- [The problem]
Write out the lines of the records from the one containing "fn simulated_rssi(sequence: u32)" to the very last, keeping each exactly as it is.

Stored data:
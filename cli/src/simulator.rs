// Simulated BLE peripheral
//
// Stands in for the platform Bluetooth stack: scans become FutureStreams fed
// from a timer task, characteristic reads become timer-backed Futures.

use anyhow::anyhow;
use bluecap_core::{
    Future, FutureError, FutureResult, FutureStream, PoolContext, Promise, StreamPromise,
};
use std::fmt;
use std::time::Duration;
use tracing::debug;

/// GATT status reported by the simulated stack when a read is told to fail
pub const GATT_READ_NOT_PERMITTED: u8 = 0x02;

#[derive(Debug, Clone, PartialEq, Eq)]
pub struct Advertisement {
    pub peripheral: String,
    pub sequence: u32,
    pub rssi: i16,
}

impl fmt::Display for Advertisement {
    fn fmt(&self, f: &mut fmt::Formatter<'_>) -> fmt::Result {
        write!(f, "{} #{} ({} dBm)", self.peripheral, self.sequence, self.rssi)
    }
}

/// A running scan: its advertisement stream plus a Future that completes
/// with the number of advertisements pushed once the scan stops.
pub struct ScanSession {
    pub advertisements: FutureStream<Advertisement>,
    pub finished: Future<u32>,
}

pub struct SimulatedPeripheral {
    name: String,
    pool: PoolContext,
}

impl SimulatedPeripheral {
    pub fn new(name: impl Into<String>, pool: PoolContext) -> Self {
        Self {
            name: name.into(),
            pool,
        }
    }

    pub fn name(&self) -> &str {
        &self.name
    }

    /// Push `count` advertisements, one every `interval`
    pub fn scan(&self, count: u32, interval: Duration, capacity: Option<usize>) -> ScanSession {
        let promise = StreamPromise::new(capacity);
        let advertisements = promise.stream();
        let finished = Promise::new();
        let finished_future = finished.future();
        let name = self.name.clone();

        self.pool.handle().spawn(async move {
            debug!("Scan started for {}", name);
            for sequence in 0..count {
                tokio::time::sleep(interval).await;
                promise.push(Advertisement {
                    peripheral: name.clone(),
                    sequence,
                    rssi: simulated_rssi(sequence),
                });
            }
            debug!("Scan stopped for {} after {} advertisements", name, count);
            finished.succeed(count);
        });

        ScanSession {
            advertisements,
            finished: finished_future,
        }
    }

    /// Read the battery level characteristic after `latency`
    pub fn read_battery(&self, latency: Duration, fail: bool) -> Future<Vec<u8>> {
        let result = if fail {
            Err(FutureError::from(anyhow!(
                "GATT read failed on {}: status 0x{:02x}",
                self.name,
                GATT_READ_NOT_PERMITTED
            )))
        } else {
            Ok(vec![87])
        };
        Future::after(&self.pool, latency, result)
    }
}

/// Battery Level characteristic: one byte, 0..=100
pub fn decode_battery_level(bytes: Vec<u8>) -> FutureResult<u8> {
    match bytes.first() {
        Some(level) if *level <= 100 => Ok(*level),
        Some(_) => Err(FutureError::InvalidValue),
        None => Err(FutureError::NoSuchElement),
    }
}

fn simulated_rssi(sequence: u32) -> i16 {
    -40 - (sequence % 30) as i16
}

- [Output of the task]
fn simulated_rssi(sequence: u32) -> i16 {
    -40 - (sequence % 30) as i16
}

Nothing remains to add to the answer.